Without omitting anything, write out the listing below precisely.
━━ Data for analysis ━━
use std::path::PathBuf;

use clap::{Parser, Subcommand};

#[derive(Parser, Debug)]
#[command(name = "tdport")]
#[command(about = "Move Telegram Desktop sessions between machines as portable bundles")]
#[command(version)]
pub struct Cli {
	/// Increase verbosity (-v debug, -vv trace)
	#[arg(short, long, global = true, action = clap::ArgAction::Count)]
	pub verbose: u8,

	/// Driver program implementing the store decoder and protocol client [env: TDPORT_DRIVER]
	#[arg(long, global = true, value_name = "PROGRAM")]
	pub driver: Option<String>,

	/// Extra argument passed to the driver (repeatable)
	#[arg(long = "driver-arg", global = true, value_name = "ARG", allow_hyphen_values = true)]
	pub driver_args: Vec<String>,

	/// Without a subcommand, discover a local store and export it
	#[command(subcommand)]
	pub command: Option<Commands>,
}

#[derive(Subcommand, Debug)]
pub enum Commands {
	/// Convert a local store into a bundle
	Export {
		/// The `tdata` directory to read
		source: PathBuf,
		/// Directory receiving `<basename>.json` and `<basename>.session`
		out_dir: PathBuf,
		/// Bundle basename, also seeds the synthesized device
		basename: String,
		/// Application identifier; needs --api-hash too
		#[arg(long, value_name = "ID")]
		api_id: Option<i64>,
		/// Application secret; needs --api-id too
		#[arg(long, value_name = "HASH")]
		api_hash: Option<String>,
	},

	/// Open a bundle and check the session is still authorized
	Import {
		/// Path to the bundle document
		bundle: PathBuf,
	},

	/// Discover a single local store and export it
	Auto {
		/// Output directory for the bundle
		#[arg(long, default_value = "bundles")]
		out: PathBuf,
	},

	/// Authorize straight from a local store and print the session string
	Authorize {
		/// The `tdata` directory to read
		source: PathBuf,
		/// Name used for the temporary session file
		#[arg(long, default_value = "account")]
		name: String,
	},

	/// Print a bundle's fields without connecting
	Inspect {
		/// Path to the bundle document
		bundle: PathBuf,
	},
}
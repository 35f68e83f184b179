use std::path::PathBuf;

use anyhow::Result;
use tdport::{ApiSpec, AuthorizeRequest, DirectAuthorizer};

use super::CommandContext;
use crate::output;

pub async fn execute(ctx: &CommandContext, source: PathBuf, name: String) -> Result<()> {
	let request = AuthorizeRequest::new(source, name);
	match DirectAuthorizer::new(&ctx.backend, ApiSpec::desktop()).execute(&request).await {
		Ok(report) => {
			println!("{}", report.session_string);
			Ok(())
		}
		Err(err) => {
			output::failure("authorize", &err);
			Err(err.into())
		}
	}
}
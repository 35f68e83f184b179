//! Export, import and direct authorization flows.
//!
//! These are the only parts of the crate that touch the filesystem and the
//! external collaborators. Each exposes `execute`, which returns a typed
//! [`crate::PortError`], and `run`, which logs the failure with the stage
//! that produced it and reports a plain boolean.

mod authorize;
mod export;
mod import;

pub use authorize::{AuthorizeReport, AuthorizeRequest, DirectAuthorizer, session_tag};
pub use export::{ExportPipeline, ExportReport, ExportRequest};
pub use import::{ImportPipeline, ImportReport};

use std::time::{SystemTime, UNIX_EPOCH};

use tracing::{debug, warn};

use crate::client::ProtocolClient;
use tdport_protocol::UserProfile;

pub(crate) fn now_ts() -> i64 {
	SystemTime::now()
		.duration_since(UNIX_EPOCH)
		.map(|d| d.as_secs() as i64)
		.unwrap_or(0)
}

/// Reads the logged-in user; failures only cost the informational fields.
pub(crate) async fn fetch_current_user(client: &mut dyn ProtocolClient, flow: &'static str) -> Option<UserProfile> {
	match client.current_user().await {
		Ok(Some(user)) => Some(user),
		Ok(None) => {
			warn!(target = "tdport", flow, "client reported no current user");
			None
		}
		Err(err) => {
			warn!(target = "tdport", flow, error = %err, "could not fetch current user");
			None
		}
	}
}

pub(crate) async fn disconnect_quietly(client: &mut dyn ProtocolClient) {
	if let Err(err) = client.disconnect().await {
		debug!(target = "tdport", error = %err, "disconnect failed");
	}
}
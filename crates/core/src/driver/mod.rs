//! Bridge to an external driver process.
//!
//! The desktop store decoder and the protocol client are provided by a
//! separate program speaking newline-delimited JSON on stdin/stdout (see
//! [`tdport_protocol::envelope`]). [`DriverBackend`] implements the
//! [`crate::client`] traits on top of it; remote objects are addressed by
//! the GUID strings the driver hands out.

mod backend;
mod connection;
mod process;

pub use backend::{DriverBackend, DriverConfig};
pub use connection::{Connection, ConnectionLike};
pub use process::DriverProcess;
━━━
Answer box
use std::path::PathBuf;

use clap::{Parser, Subcommand};

#[derive(Parser, Debug)]
#[command(name = "tdport")]
#[command(about = "Move Telegram Desktop sessions between machines as portable bundles")]
#[command(version)]
pub struct Cli {
	/// Increase verbosity (-v debug, -vv trace)
	#[arg(short, long, global = true, action = clap::ArgAction::Count)]
	pub verbose: u8,

	/// Driver program implementing the store decoder and protocol client [env: TDPORT_DRIVER]
	#[arg(long, global = true, value_name = "PROGRAM")]
	pub driver: Option<String>,

	/// Extra argument passed to the driver (repeatable)
	#[arg(long = "driver-arg", global = true, value_name = "ARG", allow_hyphen_values = true)]
	pub driver_args: Vec<String>,

	/// Without a subcommand, discover a local store and export it
	#[command(subcommand)]
	pub command: Option<Commands>,
}

#[derive(Subcommand, Debug)]
pub enum Commands {
	/// Convert a local store into a bundle
	Export {
		/// The `tdata` directory to read
		source: PathBuf,
		/// Directory receiving `<basename>.json` and `<basename>.session`
		out_dir: PathBuf,
		/// Bundle basename, also seeds the synthesized device
		basename: String,
		/// Application identifier; needs --api-hash too
		#[arg(long, value_name = "ID")]
		api_id: Option<i64>,
		/// Application secret; needs --api-id too
		#[arg(long, value_name = "HASH")]
		api_hash: Option<String>,
	},

	/// Open a bundle and check the session is still authorized
	Import {
		/// Path to the bundle document
		bundle: PathBuf,
	},

	/// Discover a single local store and export it
	Auto {
		/// Output directory for the bundle
		#[arg(long, default_value = "bundles")]
		out: PathBuf,
	},

	/// Authorize straight from a local store and print the session string
	Authorize {
		/// The `tdata` directory to read
		source: PathBuf,
		/// Name used for the temporary session file
		#[arg(long, default_value = "account")]
		name: String,
	},

	/// Print a bundle's fields without connecting
	Inspect {
		/// Path to the bundle document
		bundle: PathBuf,
	},
}
repository 35f68e83f184b179
use std::path::PathBuf;

use anyhow::Result;
use tdport::{ApiSpec, AuthorizeRequest, DirectAuthorizer};

use super::CommandContext;
use crate::output;

pub async fn execute(ctx: &CommandContext, source: PathBuf, name: String) -> Result<()> {
	let request = AuthorizeRequest::new(source, name);
	match DirectAuthorizer::new(&ctx.backend, ApiSpec::desktop()).execute(&request).await {
		Ok(report) => {
			println!("{}", report.session_string);
			Ok(())
		}
		Err(err) => {
			output::failure("authorize", &err);
			Err(err.into())
		}
	}
}
repository 35f68e83f184b179
//! Export, import and direct authorization flows.
//!
//! These are the only parts of the crate that touch the filesystem and the
//! external collaborators. Each exposes `execute`, which returns a typed
//! [`crate::PortError`], and `run`, which logs the failure with the stage
//! that produced it and reports a plain boolean.

mod authorize;
mod export;
mod import;

pub use authorize::{AuthorizeReport, AuthorizeRequest, DirectAuthorizer, session_tag};
pub use export::{ExportPipeline, ExportReport, ExportRequest};
pub use import::{ImportPipeline, ImportReport};

use std::time::{SystemTime, UNIX_EPOCH};

use tracing::{debug, warn};

use crate::client::ProtocolClient;
use tdport_protocol::UserProfile;

pub(crate) fn now_ts() -> i64 {
	SystemTime::now()
		.duration_since(UNIX_EPOCH)
		.map(|d| d.as_secs() as i64)
		.unwrap_or(0)
}

/// Reads the logged-in user; failures only cost the informational fields.
pub(crate) async fn fetch_current_user(client: &mut dyn ProtocolClient, flow: &'static str) -> Option<UserProfile> {
	match client.current_user().await {
		Ok(Some(user)) => Some(user),
		Ok(None) => {
			warn!(target = "tdport", flow, "client reported no current user");
			None
		}
		Err(err) => {
			warn!(target = "tdport", flow, error = %err, "could not fetch current user");
			None
		}
	}
}

pub(crate) async fn disconnect_quietly(client: &mut dyn ProtocolClient) {
	if let Err(err) = client.disconnect().await {
		debug!(target = "tdport", error = %err, "disconnect failed");
	}
}
filename crates/core/src/driver/mod.rs
//! Bridge to an external driver process.
//!
//! The desktop store decoder and the protocol client are provided by a
//! separate program speaking newline-delimited JSON on stdin/stdout (see
//! [`tdport_protocol::envelope`]). [`DriverBackend`] implements the
//! [`crate::client`] traits on top of it; remote objects are addressed by
//! the GUID strings the driver hands out.

mod backend;
mod connection;
mod process;

pub use backend::{DriverBackend, DriverConfig};
pub use connection::{Connection, ConnectionLike};
pub use process::DriverProcess;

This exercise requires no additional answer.